**THE TASK**
Below are the records; output them exactly from the first line through the line with "immutable index snapshot", stopping there.

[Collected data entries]
[Start of section]
//! Query validation and strategy dispatch
//!
//! One capability surface over the three retrieval algorithms: a
//! `SearchRequest` names the terms with their weights, k, the scoring
//! function and the strategy; the searcher validates it at the call
//! boundary (before any posting is decoded), resolves terms against the
//! dictionary and runs the selected executor. All per-query state lives
//! in the executor and is discarded when it returns.

use std::sync::Arc;
use std::sync::atomic::{AtomicBool, Ordering};

use serde::{Deserialize, Serialize};

use crate::error::{Error, Result};
use crate::index::InvertedIndex;
use crate::structures::PostingCursor;
use crate::{Score, TermId};

use super::accumulator::AccumulatorArray;
use super::collector::SearchHit;
use super::scoring::{ScoringKind, TermScorer};
use super::{daat, maxscore, taat};

/// Retrieval strategy selector
#[derive(Debug, Clone, Copy, PartialEq, Eq, Serialize, Deserialize)]
#[serde(rename_all = "snake_case")]
pub enum Strategy {
    TermAtATime,
    ExactMerge,
    MaxScore,
}

/// One ranked-retrieval request
#[derive(Debug, Clone)]
pub struct SearchRequest {
    /// (term, weight) pairs; weights must be finite and >= 0
    pub terms: Vec<(String, f32)>,
    pub k: usize,
    pub scoring: ScoringKind,
    pub strategy: Strategy,
}

impl SearchRequest {
    pub fn new(terms: Vec<(String, f32)>, k: usize) -> Self {
        Self {
            terms,
            k,
            scoring: ScoringKind::Frequency,
            strategy: Strategy::MaxScore,
        }
    }

    pub fn with_scoring(mut self, scoring: ScoringKind) -> Self {
        self.scoring = scoring;
        self
    }

    pub fn with_strategy(mut self, strategy: Strategy) -> Self {
        self.strategy = strategy;
        self
    }
}

/// Per-query state for one resolved term
pub(crate) struct QueryTerm<'a> {
    pub cursor: PostingCursor<'a>,
    pub scorer: TermScorer,
    pub weight: Score,
    pub term_id: TermId,
    /// Original query position, fixing the contribution summation order
    pub pos: usize,
}

#[inline]
pub(crate) fn check_cancel(cancel: Option<&AtomicBool>) -> Result<()> {
    match cancel {
        Some(flag) if flag.load(Ordering::Relaxed) => Err(Error::Cancelled),
        _ => Ok(()),
    }
}

/// Query entry point over one immutable index snapshot
pub struct Searcher {
    index: Arc<InvertedIndex>,
}

impl Searcher {
    pub fn new(index: Arc<InvertedIndex>) -> Self {
        Self { index }
    }

    pub fn index(&self) -> &InvertedIndex {
        &self.index
    }

    /// Total postings across the request's terms (unknown terms count zero)
    pub fn count_postings<S: AsRef<str>>(&self, terms: &[S]) -> u64 {
        self.index.count_postings(terms)
    }

    pub fn search(&self, request: &SearchRequest) -> Result<Vec<SearchHit>> {
        self.run(request, None)
    }

    /// Like `search`, but aborts with `Error::Cancelled` once `cancel` is
    /// set; checked at block/candidate boundaries
    pub fn search_cancellable(
        &self,
        request: &SearchRequest,
        cancel: &AtomicBool,
    ) -> Result<Vec<SearchHit>> {
        self.run(request, Some(cancel))
    }

    fn missing_bounds(&self, scoring: ScoringKind) -> Error {
        Error::Config(format!(
            "no max-score bounds for {}; run recompute_max_scores first",
            scoring.name()
        ))
    }

    fn run(
        &self,
        request: &SearchRequest,
        cancel: Option<&AtomicBool>,
    ) -> Result<Vec<SearchHit>> {
        if request.k == 0 {
            return Err(Error::Config("k must be positive".into()));
        }
        if request.terms.is_empty() {
            return Err(Error::Query("empty term list".into()));
        }
        for (term, weight) in &request.terms {
            if !weight.is_finite() || *weight < 0.0 {
                return Err(Error::Query(format!(
                    "invalid weight {weight} for term '{term}'"
                )));
            }
        }
        if request.strategy == Strategy::MaxScore
            && self.index.bounds_for(request.scoring).is_none()
        {
            return Err(self.missing_bounds(request.scoring));
        }

        let mut terms = Vec::with_capacity(request.terms.len());
        for (pos, (term, weight)) in request.terms.iter().enumerate() {
            if *weight == 0.0 {
                continue;
            }
            let Some((term_id, _)) = self.index.lookup(term) else {
                continue;
            };
            terms.push(QueryTerm {
                cursor: self.index.postings(term_id)?.into_cursor(),
                scorer: TermScorer::new(request.scoring, self.index.term_stats(term_id)),
                weight: *weight,
                term_id,
                pos,
            });
        }
        if terms.is_empty() {
            return Ok(Vec::new());
        }

        log::trace!(
            "query: {} of {} terms resolved, k={}, strategy={:?}",
            terms.len(),
            request.terms.len(),
            request.k,
            request.strategy
        );
        match request.strategy {
            Strategy::TermAtATime => {
                let mut acc = AccumulatorArray::new(self.index.collection_size());
                taat::run(&self.index, terms, request.k, &mut acc, cancel)
            }
            Strategy::ExactMerge => daat::run(&self.index, terms, request.k, cancel),
            Strategy::MaxScore => {
                let bounds = self
                    .index
                    .bounds_for(request.scoring)
                    .ok_or_else(|| self.missing_bounds(request.scoring))?;
                maxscore::run(&self.index, terms, request.k, bounds, cancel)
            }
        }
    }
}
[End of section]
**ANSWER TO THIS TASK**
//! Query validation and strategy dispatch
//!
//! One capability surface over the three retrieval algorithms: a
//! `SearchRequest` names the terms with their weights, k, the scoring
//! function and the strategy; the searcher validates it at the call
//! boundary (before any posting is decoded), resolves terms against the
//! dictionary and runs the selected executor. All per-query state lives
//! in the executor and is discarded when it returns.

use std::sync::Arc;
use std::sync::atomic::{AtomicBool, Ordering};

use serde::{Deserialize, Serialize};

use crate::error::{Error, Result};
use crate::index::InvertedIndex;
use crate::structures::PostingCursor;
use crate::{Score, TermId};

use super::accumulator::AccumulatorArray;
use super::collector::SearchHit;
use super::scoring::{ScoringKind, TermScorer};
use super::{daat, maxscore, taat};

/// Retrieval strategy selector
#[derive(Debug, Clone, Copy, PartialEq, Eq, Serialize, Deserialize)]
#[serde(rename_all = "snake_case")]
pub enum Strategy {
    TermAtATime,
    ExactMerge,
    MaxScore,
}

/// One ranked-retrieval request
#[derive(Debug, Clone)]
pub struct SearchRequest {
    /// (term, weight) pairs; weights must be finite and >= 0
    pub terms: Vec<(String, f32)>,
    pub k: usize,
    pub scoring: ScoringKind,
    pub strategy: Strategy,
}

impl SearchRequest {
    pub fn new(terms: Vec<(String, f32)>, k: usize) -> Self {
        Self {
            terms,
            k,
            scoring: ScoringKind::Frequency,
            strategy: Strategy::MaxScore,
        }
    }

    pub fn with_scoring(mut self, scoring: ScoringKind) -> Self {
        self.scoring = scoring;
        self
    }

    pub fn with_strategy(mut self, strategy: Strategy) -> Self {
        self.strategy = strategy;
        self
    }
}

/// Per-query state for one resolved term
pub(crate) struct QueryTerm<'a> {
    pub cursor: PostingCursor<'a>,
    pub scorer: TermScorer,
    pub weight: Score,
    pub term_id: TermId,
    /// Original query position, fixing the contribution summation order
    pub pos: usize,
}

#[inline]
pub(crate) fn check_cancel(cancel: Option<&AtomicBool>) -> Result<()> {
    match cancel {
        Some(flag) if flag.load(Ordering::Relaxed) => Err(Error::Cancelled),
        _ => Ok(()),
    }
}

/// Query entry point over one immutable index snapshot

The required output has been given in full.